Mixing products and services is core to the department store‘s new approach to retailing. The new childrenswear and maternity sales floor at Isetan Shinjuku for example combines sales of clothing with services such as education programmes for toddlers, and advice on pregnancy and childbirth. Along with small format stores and e-commerce, services is clearly one of the three main strategic pillars for Isetan-Mitsukoshi’s future vision of itself as a diverse premium retailer.

The next services business to be tackled will be travel. The group already sells premium travel and even has its own fleet of coaches under the Mitsukoshi brand, but it will now start selling travel in earnest. A new subsidiary called Isetan-Mitsukoshi Travel was set up last month. It will absorb the existing travel division and start operations from July, with sales of ¥7.5 billion expected in the first year. Isetan will cancel its existing joint venture with JTB which saw sales of ¥3.3 billion in 2013.

Within the travel stores, Isetan-Mitsukoshi will marry its travel goods merchandise with existing and new travel services such as bespoke holidays and other upscale travel packages. At its department stores, these high value packages will help raise average sales densities and profit margins, while branded travel boutiques outside department stores selling merchandise and services should also prove lucrative, further enhancing Isetan-Mitsukoshi’s branding as a purveyor of high fashion and luxury across all aspects of Japanese life – tourists included.

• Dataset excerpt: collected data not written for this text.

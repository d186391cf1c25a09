use bevy::prelude::*;

use crate::state::WorldState;

pub struct SimulationPlugin;

impl Plugin for SimulationPlugin {
    fn build(&self, app: &mut App) {
        app.add_systems(Update, tick_simulation);
    }
}

/// The engine paces itself; we only hand it the clock once per frame.
fn tick_simulation(time: Res<Time>, mut world: NonSendMut<WorldState>) {
    if world.engine.update(time.elapsed_secs_f64()) {
        let report = world.engine.last_report();
        if report.blocked_chains > 0 {
            log::debug!(
                "tick {}: {} full conveyor loops",
                world.engine.tick(),
                report.blocked_chains
            );
        }
    }
}
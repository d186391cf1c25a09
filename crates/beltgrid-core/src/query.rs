//! Read-only views for renderers.
//!
//! All types are owned copies; nothing here borrows engine storage.

use crate::cell::{Cell, CellType, Direction, Item};
use crate::grid::{Grid, GridPosition};

/// What a renderer needs to draw one cell.
#[derive(Debug, Clone, Copy, PartialEq, Eq)]
pub struct CellSnapshot {
    pub pos: GridPosition,
    pub cell_type: CellType,
    pub item: Item,
    pub direction: Direction,
    pub transmutator: bool,
}

impl CellSnapshot {
    pub fn new(pos: GridPosition, cell: &Cell) -> Self {
        Self {
            pos,
            cell_type: cell.cell_type,
            item: cell.item,
            direction: cell.direction,
            transmutator: cell.transmutator,
        }
    }

    /// Glyph to draw on top of the cell, if any.
    pub fn glyph(&self) -> Option<char> {
        (self.cell_type == CellType::Conveyor).then(|| self.direction.glyph())
    }
}

/// Snapshots of every cell that draws something: typed cells and any cell
/// carrying an item.
pub fn snapshot_visible(grid: &Grid) -> Vec<CellSnapshot> {
    grid.iter()
        .filter(|(_, c)| c.cell_type != CellType::Empty || c.has_item())
        .map(|(p, c)| CellSnapshot::new(p, c))
        .collect()
}

/// Render the square window `[0, size)` of `grid` as text, one row per line.
///
/// Items win over terrain: `w` wood, `g` gold. Conveyors show their glyph,
/// grass is `.`, empty cells are a space.
pub fn render_ascii(grid: &Grid, size: u32) -> String {
    let size = size.min(grid.size()) as i32;
    let mut out = String::with_capacity((size as usize + 1) * size as usize);
    for y in 0..size {
        for x in 0..size {
            let cell = &grid[GridPosition::new(x, y)];
            let ch = match (cell.item, cell.cell_type) {
                (Item::Wood, _) => 'w',
                (Item::Gold, _) => 'g',
                (Item::Empty, CellType::Conveyor) => cell.direction.glyph(),
                (Item::Empty, CellType::Grass) => '.',
                (Item::Empty, CellType::Empty) => ' ',
            };
            out.push(ch);
        }
        out.push('\n');
    }
    out
}
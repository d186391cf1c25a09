mod camera;
mod editor;
mod player;
mod rendering;
mod simulation;
mod state;
mod ui;

use bevy::diagnostic::FrameTimeDiagnosticsPlugin;
use bevy::prelude::*;

use crate::state::{ViewSettings, WorldState};

fn main() {
    let config = match state::load_startup_config() {
        Ok(config) => config,
        Err(e) => {
            eprintln!("error: {e}");
            std::process::exit(1);
        }
    };
    let world = match WorldState::new(&config.sim) {
        Ok(world) => world,
        Err(e) => {
            eprintln!("error: {e}");
            std::process::exit(1);
        }
    };

    let view = config.view;
    App::new()
        .add_plugins(DefaultPlugins.set(WindowPlugin {
            primary_window: Some(Window {
                title: "factory".into(),
                resolution: (view.screen_width as f32, view.screen_height as f32).into(),
                ..default()
            }),
            ..default()
        }))
        .add_plugins(FrameTimeDiagnosticsPlugin)
        .insert_resource(ClearColor(Color::BLACK))
        .insert_resource(ViewSettings(view))
        .insert_non_send_resource(world)
        .add_plugins((
            player::PlayerPlugin,
            camera::CameraPlugin,
            rendering::RenderingPlugin,
            editor::EditorPlugin,
            simulation::SimulationPlugin,
            ui::UiPlugin,
        ))
        .run();
}
//! Cell data model: terrain type, carried item, and conveyor configuration.
//!
//! All kinds are closed sets. A cell is a small `Copy` value; the grid stores
//! them inline and mutates them in place.

use serde::{Deserialize, Serialize};

// ---------------------------------------------------------------------------
// Kinds
// ---------------------------------------------------------------------------

/// Terrain kind of a cell. Only conveyors move items.
#[derive(Debug, Clone, Copy, PartialEq, Eq, Hash, Default, Serialize, Deserialize)]
pub enum CellType {
    /// Nothing is drawn and nothing moves.
    Empty,
    /// Inert ground.
    #[default]
    Grass,
    /// Pushes its item one step per tick toward `direction`.
    Conveyor,
}

/// The item occupying a cell. At most one per cell.
#[derive(Debug, Clone, Copy, PartialEq, Eq, Hash, Default, Serialize, Deserialize)]
pub enum Item {
    #[default]
    Empty,
    Wood,
    Gold,
}

impl Item {
    pub fn is_empty(self) -> bool {
        self == Item::Empty
    }

    /// The item produced by a transmutator: Wood and Gold swap, anything else
    /// passes through unchanged.
    pub fn transmuted(self) -> Self {
        match self {
            Item::Wood => Item::Gold,
            Item::Gold => Item::Wood,
            other => other,
        }
    }

    /// Stable byte tag used for state hashing.
    pub(crate) fn tag(self) -> u8 {
        match self {
            Item::Empty => 0,
            Item::Wood => 1,
            Item::Gold => 2,
        }
    }
}

/// Conveyor heading. The y axis grows downward, so `Up` is `(0, -1)`.
#[derive(Debug, Clone, Copy, PartialEq, Eq, Hash, Default, Serialize, Deserialize)]
pub enum Direction {
    #[default]
    Left,
    Right,
    Up,
    Down,
}

impl Direction {
    /// All four directions.
    pub fn all() -> [Direction; 4] {
        [
            Direction::Left,
            Direction::Right,
            Direction::Up,
            Direction::Down,
        ]
    }

    /// Unit offset for this direction.
    pub fn offset(self) -> (i32, i32) {
        match self {
            Direction::Left => (-1, 0),
            Direction::Right => (1, 0),
            Direction::Up => (0, -1),
            Direction::Down => (0, 1),
        }
    }

    /// Arrow glyph drawn on top of a conveyor.
    pub fn glyph(self) -> char {
        match self {
            Direction::Left => '<',
            Direction::Right => '>',
            Direction::Up => '^',
            Direction::Down => 'v',
        }
    }
}

// ---------------------------------------------------------------------------
// Cell
// ---------------------------------------------------------------------------

/// One grid element.
///
/// `transmutator` and `direction` only mean something on conveyors.
/// `item_updated` is a per-tick marker owned by the propagation step: it is
/// cleared for every cell at the start of a step and set on a cell once an
/// item has been moved into it.
#[derive(Debug, Clone, Copy, PartialEq, Eq, Hash, Default, Serialize, Deserialize)]
pub struct Cell {
    pub cell_type: CellType,
    pub item: Item,
    #[serde(skip)]
    pub item_updated: bool,
    pub transmutator: bool,
    pub direction: Direction,
}

impl Cell {
    /// Plain grass, no item.
    pub fn grass() -> Self {
        Self::default()
    }

    /// An empty-typed cell.
    pub fn empty() -> Self {
        Self {
            cell_type: CellType::Empty,
            ..Self::default()
        }
    }

    /// A conveyor with no item.
    pub fn conveyor(direction: Direction, transmutator: bool) -> Self {
        Self {
            cell_type: CellType::Conveyor,
            item: Item::Empty,
            item_updated: false,
            transmutator,
            direction,
        }
    }

    /// Same cell carrying `item`.
    pub fn with_item(mut self, item: Item) -> Self {
        self.item = item;
        self
    }

    pub fn is_conveyor(&self) -> bool {
        self.cell_type == CellType::Conveyor
    }

    pub fn has_item(&self) -> bool {
        !self.item.is_empty()
    }
}
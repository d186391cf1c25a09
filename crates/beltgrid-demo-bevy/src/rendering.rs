use beltgrid_core::cell::{CellType, Item};
use beltgrid_core::grid::GridPosition;
use beltgrid_core::query::CellSnapshot;
use bevy::prelude::*;

use crate::player::to_scene;
use crate::state::{ViewSettings, WorldState};

pub struct RenderingPlugin;

impl Plugin for RenderingPlugin {
    fn build(&self, app: &mut App) {
        app.add_systems(Startup, spawn_cells).add_systems(
            PostUpdate,
            (paint_cells, paint_items, paint_glyphs, finish_paint).chain(),
        );
    }
}

/// Terrain square of one cell.
#[derive(Component)]
pub struct CellTile(pub GridPosition);

/// Item square drawn inset on top of a cell.
#[derive(Component)]
pub struct ItemTile(pub GridPosition);

/// Heading glyph of a conveyor.
#[derive(Component)]
pub struct GlyphLabel(pub GridPosition);

/// Gap between an item square and its cell edge.
const ITEM_INSET: f32 = 2.0;
const GLYPH_FONT_SIZE: f32 = 12.0;

fn spawn_cells(mut commands: Commands, view: Res<ViewSettings>, world: NonSend<WorldState>) {
    let block = view.0.block_size;
    let grid = world.engine.grid();

    for pos in grid.positions() {
        let corner = Vec2::new(pos.x as f32, pos.y as f32) * block;
        let centre = to_scene(corner + Vec2::splat(block / 2.0));

        commands
            .spawn((
                Sprite::from_color(Color::NONE, Vec2::splat(block)),
                Transform::from_xyz(centre.x, centre.y, 0.0),
                Visibility::Hidden,
                CellTile(pos),
            ))
            .with_children(|parent| {
                parent.spawn((
                    Sprite::from_color(Color::NONE, Vec2::splat(block - 2.0 * ITEM_INSET)),
                    Transform::from_xyz(0.0, 0.0, 1.0),
                    Visibility::Hidden,
                    ItemTile(pos),
                ));
                parent.spawn((
                    Text2d::new(""),
                    TextFont {
                        font_size: GLYPH_FONT_SIZE,
                        ..default()
                    },
                    TextColor(sky_blue()),
                    Transform::from_xyz(0.0, 0.0, 2.0),
                    Visibility::Hidden,
                    GlyphLabel(pos),
                ));
            });
    }
}

/// Whether `pos` needs repainting this frame.
fn needs_paint(world: &WorldState, pos: GridPosition) -> bool {
    let dirty = world.engine.dirty_tracker();
    dirty.is_all_dirty() || dirty.is_cell_dirty(pos)
}

fn snapshot(world: &WorldState, pos: GridPosition) -> Option<CellSnapshot> {
    if !needs_paint(world, pos) {
        return None;
    }
    world.engine.snapshot_cell(pos)
}

fn paint_cells(
    world: NonSend<WorldState>,
    mut tiles: Query<(&CellTile, &mut Sprite, &mut Visibility)>,
) {
    if !world.engine.is_dirty() {
        return;
    }
    for (tile, mut sprite, mut visibility) in &mut tiles {
        let Some(snap) = snapshot(&world, tile.0) else {
            continue;
        };
        match terrain_color(&snap) {
            Some(color) => {
                sprite.color = color;
                *visibility = Visibility::Inherited;
            }
            None => *visibility = Visibility::Hidden,
        }
    }
}

fn paint_items(
    world: NonSend<WorldState>,
    mut tiles: Query<(&ItemTile, &mut Sprite, &mut Visibility)>,
) {
    if !world.engine.is_dirty() {
        return;
    }
    for (tile, mut sprite, mut visibility) in &mut tiles {
        let Some(snap) = snapshot(&world, tile.0) else {
            continue;
        };
        match item_color(snap.item) {
            Some(color) => {
                sprite.color = color;
                *visibility = Visibility::Visible;
            }
            None => *visibility = Visibility::Hidden,
        }
    }
}

fn paint_glyphs(
    world: NonSend<WorldState>,
    mut labels: Query<(&GlyphLabel, &mut Text2d, &mut Visibility)>,
) {
    if !world.engine.is_dirty() {
        return;
    }
    for (label, mut text, mut visibility) in &mut labels {
        let Some(snap) = snapshot(&world, label.0) else {
            continue;
        };
        match snap.glyph() {
            Some(glyph) => {
                text.0 = glyph.to_string();
                *visibility = Visibility::Visible;
            }
            None => *visibility = Visibility::Hidden,
        }
    }
}

fn finish_paint(mut world: NonSendMut<WorldState>) {
    if world.engine.is_dirty() {
        world.engine.mark_clean();
    }
}

// ---------------------------------------------------------------------------
// Palette
// ---------------------------------------------------------------------------

/// `None` for cells that are not drawn.
fn terrain_color(snap: &CellSnapshot) -> Option<Color> {
    match snap.cell_type {
        CellType::Empty => None,
        CellType::Grass => Some(Color::srgb_u8(0, 228, 48)),
        CellType::Conveyor if snap.transmutator => Some(Color::srgb_u8(124, 124, 170)),
        CellType::Conveyor => Some(Color::srgb_u8(124, 124, 124)),
    }
}

fn item_color(item: Item) -> Option<Color> {
    match item {
        Item::Empty => None,
        Item::Wood => Some(Color::srgb_u8(127, 106, 79)),
        Item::Gold => Some(Color::srgb_u8(253, 249, 0)),
    }
}

fn sky_blue() -> Color {
    Color::srgb_u8(102, 191, 255)
}
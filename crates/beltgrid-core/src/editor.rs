//! Edit commands: the only way front-ends change the grid.
//!
//! Edits apply immediately, independent of tick timing, and are visible to
//! the next step. Out-of-range targets are ignored.

use serde::{Deserialize, Serialize};

use crate::cell::{Cell, Direction, Item};
use crate::grid::{Grid, GridPosition};

/// A single-cell mutation requested by a front-end.
#[derive(Debug, Clone, Copy, PartialEq, Eq, Serialize, Deserialize)]
pub enum EditCommand {
    /// Overwrite the cell with an empty conveyor.
    PlaceConveyor {
        direction: Direction,
        transmutator: bool,
    },
    /// Change only the item, whatever the cell type.
    PlaceItem(Item),
    /// Reset the cell to bare grass.
    Clear,
}

impl EditCommand {
    /// The cell that results from applying this command to `cell`.
    pub fn apply_to(self, cell: Cell) -> Cell {
        match self {
            EditCommand::PlaceConveyor {
                direction,
                transmutator,
            } => Cell::conveyor(direction, transmutator),
            EditCommand::PlaceItem(item) => cell.with_item(item),
            EditCommand::Clear => Cell::grass(),
        }
    }
}

/// Apply `cmd` at `pos`. Returns `false` (and changes nothing) when `pos` is
/// outside the grid.
pub fn apply_edit(grid: &mut Grid, pos: GridPosition, cmd: EditCommand) -> bool {
    match grid.get_mut(pos) {
        Some(cell) => {
            *cell = cmd.apply_to(*cell);
            true
        }
        None => {
            log::debug!("ignoring {cmd:?} at ({}, {}): off grid", pos.x, pos.y);
            false
        }
    }
}

/// Convert a world-space point (y grows downward) into the cell under it.
///
/// Returns `None` for negative or non-finite coordinates. Positions past the
/// far edge are returned as-is; the grid rejects them on write.
pub fn world_to_cell(world_x: f32, world_y: f32, block_size: f32) -> Option<GridPosition> {
    if !(block_size > 0.0) || !world_x.is_finite() || !world_y.is_finite() {
        return None;
    }
    if world_x < 0.0 || world_y < 0.0 {
        return None;
    }
    let x = (world_x / block_size).floor();
    let y = (world_y / block_size).floor();
    if x > i32::MAX as f32 || y > i32::MAX as f32 {
        return None;
    }
    Some(GridPosition::new(x as i32, y as i32))
}
//! Property-based tests for the propagation step.
//!
//! Uses proptest to generate random grids of mixed cells and items, then
//! checks that stepping preserves the structural invariants.

use std::collections::HashSet;

use beltgrid_core::cell::{Cell, CellType, Direction, Item};
use beltgrid_core::event::{Event, NullSink};
use beltgrid_core::grid::Grid;
use beltgrid_core::propagation::step;
use beltgrid_core::sim::StateHash;
use beltgrid_core::test_utils::*;
use proptest::prelude::*;

// ===========================================================================
// Generators
// ===========================================================================

fn arb_direction() -> impl Strategy<Value = Direction> {
    prop_oneof![
        Just(Direction::Left),
        Just(Direction::Right),
        Just(Direction::Up),
        Just(Direction::Down),
    ]
}

fn arb_item() -> impl Strategy<Value = Item> {
    prop_oneof![
        2 => Just(Item::Empty),
        1 => Just(Item::Wood),
        1 => Just(Item::Gold),
    ]
}

/// Conveyors are weighted up so most grids have long interacting chains.
fn arb_cell() -> impl Strategy<Value = Cell> {
    let conveyor = (arb_direction(), any::<bool>(), arb_item())
        .prop_map(|(dir, trans, item)| Cell::conveyor(dir, trans).with_item(item));
    prop_oneof![
        1 => arb_item().prop_map(|item| Cell::grass().with_item(item)),
        1 => arb_item().prop_map(|item| Cell::empty().with_item(item)),
        6 => conveyor,
    ]
}

/// A random square grid of side 1 through `max_size`.
fn arb_grid(max_size: u32) -> impl Strategy<Value = Grid> {
    (1..=max_size).prop_flat_map(|size| {
        proptest::collection::vec(arb_cell(), (size * size) as usize).prop_map(move |cells| {
            let mut g = grid(size);
            for (i, cell) in cells.into_iter().enumerate() {
                let p = pos(i as i32 % size as i32, i as i32 / size as i32);
                g.set(p, cell).unwrap();
            }
            g
        })
    })
}

fn hash_of(g: &Grid) -> u64 {
    let mut h = StateHash::new();
    h.write_grid(g);
    h.finish()
}

// ===========================================================================
// Properties
// ===========================================================================

proptest! {
    #![proptest_config(ProptestConfig::with_cases(50))]

    /// Steps never create or destroy items.
    #[test]
    fn item_count_is_conserved(mut g in arb_grid(12), ticks in 1..20u64) {
        let before = g.item_count();
        for tick in 1..=ticks {
            step(&mut g, tick, &mut NullSink);
            prop_assert_eq!(g.item_count(), before);
        }
    }

    /// Every move is to a neighbouring cell, and no cell sends or receives
    /// twice in one step.
    #[test]
    fn moves_are_single_adjacent_hops(mut g in arb_grid(12)) {
        let mut events: Vec<Event> = Vec::new();
        step(&mut g, 1, &mut events);

        let mut sources = HashSet::new();
        let mut destinations = HashSet::new();
        for e in &events {
            if let Event::ItemMoved { from, to, .. } = e {
                let distance = (from.x - to.x).abs() + (from.y - to.y).abs();
                prop_assert_eq!(distance, 1);
                prop_assert!(sources.insert(*from), "{:?} sent twice", from);
                prop_assert!(destinations.insert(*to), "{:?} received twice", to);
            }
        }
    }

    /// Items resting on grass or empty cells stay where they are.
    #[test]
    fn inert_cells_keep_their_items(mut g in arb_grid(10)) {
        let inert: Vec<_> = g
            .iter()
            .filter(|(_, c)| c.cell_type != CellType::Conveyor && c.has_item())
            .map(|(p, c)| (p, c.item))
            .collect();

        for tick in 1..=5 {
            step(&mut g, tick, &mut NullSink);
        }

        for (p, item) in inert {
            prop_assert_eq!(g[p].item, item);
        }
    }

    /// Kind changes are exactly those reported as transmutations.
    #[test]
    fn wood_count_changes_only_by_transmutation(mut g in arb_grid(12)) {
        let wood_before = g.count_of(Item::Wood) as i64;
        let mut events: Vec<Event> = Vec::new();
        step(&mut g, 1, &mut events);

        let mut delta = 0i64;
        for e in &events {
            if let Event::ItemTransmuted { from_item, to_item, .. } = e {
                match (from_item, to_item) {
                    (Item::Wood, Item::Gold) => delta -= 1,
                    (Item::Gold, Item::Wood) => delta += 1,
                    other => prop_assert!(false, "unexpected transmutation {:?}", other),
                }
            }
        }
        prop_assert_eq!(g.count_of(Item::Wood) as i64, wood_before + delta);
    }

    /// Determinism: two copies of the same grid evolve identically.
    #[test]
    fn stepping_is_deterministic(g in arb_grid(12), ticks in 1..20u64) {
        let mut a = g.clone();
        let mut b = g;
        for tick in 1..=ticks {
            step(&mut a, tick, &mut NullSink);
            step(&mut b, tick, &mut NullSink);
        }
        prop_assert_eq!(hash_of(&a), hash_of(&b));
    }

    /// Every reported move really happened: the destination holds an item
    /// marked as updated this step.
    #[test]
    fn destinations_are_marked_updated(mut g in arb_grid(12)) {
        let mut events: Vec<Event> = Vec::new();
        let report = step(&mut g, 1, &mut events);

        let mut moves = 0;
        for e in &events {
            if let Event::ItemMoved { to, .. } = e {
                prop_assert!(g[*to].item_updated);
                prop_assert!(g[*to].has_item());
                moves += 1;
            }
        }
        prop_assert_eq!(moves, report.moved);
    }
}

According to sources, both the Isetan and Mitsukoshi brands will be used on stand alone travel stores, with Isetan for the younger 30s-40s market, and Mitsukoshi for active seniors.

The department store isn’t stopping at just travel services. Healthcare is next. Last month it formed a joint venture called Smart Life Management with Hulic and Smart Medical, 51% owned by Hulic, 34% by Isetan-Mitsukoshi and 15% by Smart Medical. Hulic is a real estate developer and Smart Medical operates ‘medical malls‘, essentially medical clinics at railway stations, as well as remote health care advisory services.

The three companies will combine their particular know-how to create ‘next generation’ health care malls. Isetan-Mitsukoshi will provide its mall and store management experience and much of the merchandise. As with other Isetan Service ideas, the malls will combine sales of services – healthcare and treatment – alongside merchandise such as medicines, health care machines and gadgets, cosmetics, anti-ageing treatments and so on. The core target will be wealthier seniors, and this new move by Isetan-Mitsukoshi to capture a share of the considerable healthcare spending of this market is a stroke of genius.

The malls will be located in station buildings, SCs and within Isetan-Mitsukoshi department stores, and, like wedding and travel services, provide a potentially high turnover solution for those dreary upper floors. The first mall will open in 2016.

What‘s next? With Isetan-Mitsukoshi seemingly wishing to create service businesses for every stage of Japanese life – rival retailer Aeon already offers funeral services, so premium end of life services too perhaps – the possibilities for interior design stores, and even sports clubs suggest the extension of the department store brand has significant potential.